Cerca de três em cada dez consumidores (30%) que pretendem presentear alguém no Natal deste ano têm contas em atraso, sendo que dois terços (67,2%) estão com o nome sujo. O valor corresponde a um aumento de 16 pontos percentuais em comparação com o do ano passado.

Os dados foram apresentados por uma pesquisa realizada pela CNDL (Confederação Nacional de Dirigentes Lojistas) e pelo SPC Brasil (Serviço de Proteção ao Crédito), em parceria com a Offer Wise.

O levantamento também mostra que 27% dos que devem comprar presentes de Natal costumam gastar mais do que podem. Desses, 7% planejam deixar de pagar alguma conta para adquirir os presentes, 8% para conseguir participar das comemorações de Natal e 6% das comemorações de Ano-Novo.

De acordo com os entrevistados, as principais contas que deixarão de ser pagas para comprar presentes de Natal ou participar das festas de fim de ano são a TV por assinatura (24%), o cartão de crédito (20%), a internet (20%), o financiamento de carro ou moto (13%) e as contas de água e luz (11%).

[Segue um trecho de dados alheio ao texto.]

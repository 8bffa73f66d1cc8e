//! Binary resolution between skolemized rules.

use gsat_rules::{Rule, Tgd};
use gsat_unify::most_general_unifier;

use crate::evolve::RENAME_PREFIX;

/// Resolves a head-selected rule `producer` against the selected body atoms
/// of `consumer`.
///
/// For `producer = β → H` and each selected atom `A'` of `consumer` (renamed
/// apart) unifying with `H` under `θ`, yields
/// `θ(β ∪ body(consumer) \ {A'}) → θ(head(consumer))`. Resolvents containing
/// nested function terms are dropped. Returns nothing if `consumer` carries
/// no selection.
#[must_use]
pub fn resolve(producer: &Rule, consumer: &Rule) -> Vec<Tgd> {
    let Some(selection) = consumer.selection() else {
        return Vec::new();
    };
    let renaming = consumer.tgd().renaming_apart(RENAME_PREFIX, producer.tgd());
    let renamed = consumer.tgd().apply(&renaming);

    let mut resolvents = Vec::new();
    for selected in selection.atoms() {
        let selected = renaming.apply_atom(selected);
        for head in producer.head().iter() {
            let Some(theta) = most_general_unifier(head, &selected, None) else {
                continue;
            };
            let body = producer.body().union(&renamed.body().remove(&selected));
            let resolvent = Tgd::new(theta.apply_set(&body), theta.apply_set(renamed.head()));
            if !resolvent.has_nested_terms() {
                resolvents.push(resolvent);
            }
        }
    }
    resolvents.sort();
    resolvents.dedup();
    resolvents
}
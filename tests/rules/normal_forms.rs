//! Integration tests for head and variable normal forms

use gsat_foundation::{Atom, Term};
use gsat_rules::{NamingMode, Tgd, VariableNaming, hnf, strip_tautology, vnf};

fn atom(name: &str, vars: &[&str]) -> Atom {
    Atom::from_parts(name, vars.iter().map(|v| Term::var(*v)).collect())
}

fn tgd(body: Vec<Atom>, head: Vec<Atom>) -> Tgd {
    Tgd::from_atoms(body, head)
}

// =============================================================================
// Head Normal Form
// =============================================================================

#[test]
fn hnf_separates_full_head_atoms() {
    let rule = tgd(
        vec![atom("A", &["x"])],
        vec![atom("R", &["x", "y"]), atom("S", &["y"]), atom("B", &["x"])],
    );
    let mut parts = hnf(&rule);
    parts.sort();
    let mut expected = vec![
        tgd(vec![atom("A", &["x"])], vec![atom("R", &["x", "y"]), atom("S", &["y"])]),
        tgd(vec![atom("A", &["x"])], vec![atom("B", &["x"])]),
    ];
    expected.sort();
    assert_eq!(parts, expected);
}

#[test]
fn hnf_leaves_full_rules_alone() {
    let rule = tgd(vec![atom("A", &["x"])], vec![atom("B", &["x"]), atom("C", &["x"])]);
    assert_eq!(hnf(&rule), vec![rule]);
}

#[test]
fn tautologies_are_stripped() {
    let rule = tgd(vec![atom("A", &["x"])], vec![atom("A", &["x"]), atom("B", &["x"])]);
    assert_eq!(
        strip_tautology(rule),
        Some(tgd(vec![atom("A", &["x"])], vec![atom("B", &["x"])]))
    );
    assert_eq!(
        strip_tautology(tgd(vec![atom("A", &["x"])], vec![atom("A", &["x"])])),
        None
    );
}

// =============================================================================
// Variable Normal Form
// =============================================================================

#[test]
fn vnf_renames_universals_and_existentials() {
    let rule = tgd(vec![atom("A", &["x"])], vec![atom("R", &["x", "y"])]);
    assert_eq!(
        vnf(&rule, &VariableNaming::new()),
        tgd(vec![atom("A", &["u0"])], vec![atom("R", &["u0", "e0"])])
    );
}

#[test]
fn vnf_is_idempotent() {
    let naming = VariableNaming::new();
    let rule = tgd(
        vec![atom("R", &["a", "b"]), atom("R", &["b", "c"]), atom("G", &["a", "b", "c"])],
        vec![atom("P", &["c"]), atom("S", &["a", "d"])],
    );
    let once = vnf(&rule, &naming);
    assert_eq!(vnf(&once, &naming), once);
}

#[test]
fn vnf_identifies_renamed_variants() {
    let naming = VariableNaming::new();
    let a = tgd(
        vec![atom("R", &["x", "y"]), atom("U", &["y"])],
        vec![atom("P", &["x"])],
    );
    let b = tgd(
        vec![atom("R", &["s", "t"]), atom("U", &["t"])],
        vec![atom("P", &["s"])],
    );
    assert_eq!(vnf(&a, &naming), vnf(&b, &naming));
}

#[test]
fn custom_prefixes_are_used() {
    let naming = VariableNaming::new()
        .with_mode(NamingMode::Naive)
        .with_prefixes("w", "v");
    let rule = tgd(vec![atom("A", &["x"])], vec![atom("R", &["x", "y"])]);
    assert_eq!(
        vnf(&rule, &naming),
        tgd(vec![atom("A", &["v0"])], vec![atom("R", &["v0", "w0"])])
    );
}
//! Integration tests for Layer 2: Subsumption
//!
//! Tests for subsumption filters and the subsumers built on them.

mod subsumers;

Para o presidente da CNDL, José César da Costa, é importante resistir aos excessos de consumo para evitar entrar no próximo ano com mais dívidas. “O recomendável é não comprar por impulso e planejar as despesas de acordo com o orçamento, sempre priorizando a quitação de contas", orienta ele.

 

"O início do ano é sempre uma época de gastos extras como impostos e material escolar dos filhos, por exemplo. Fazer uma lista prévia do que se deseja e pesquisar preços são as atitudes mais indicadas para não extrapolar as finanças”, reforça Costa.

 

 

Nome sujo após 2020:


Os excessos durante as festas de fim de ano fizeram com que 15% dos compradores ficassem com o nome sujo por causa das dívidas pendentes, sendo que 6% já limparam o nome e 8% seguem negativados.

Conforma o levantamento, o valor médio das dívidas é de R$ 1.041,53, que corresponde a um aumento de R$ 491 em comparação ao mesmo período de 2020, quando as dívidas eram de, em média, R$ 550,50.

Costa adverte que assumir novos compromissos poderá piorar ainda mais o quadro dos endividados neste momento e orienta que se tenha atenção para evitar o apelo ao consumo durante o Natal e gastar de acordo com a realidade financeira própria.

"O ideal é restringir os gastos e equacionar as contas em atraso em primeiro lugar. [...] Também vale a pena planejar-se antes de sair de casa, avaliando o orçamento disponível para os presentes, elaborando uma lista com as pessoas a serem presenteadas e evitando que a empolgação do momento interfira nas decisões financeiras", afirma o presidente da CNDL.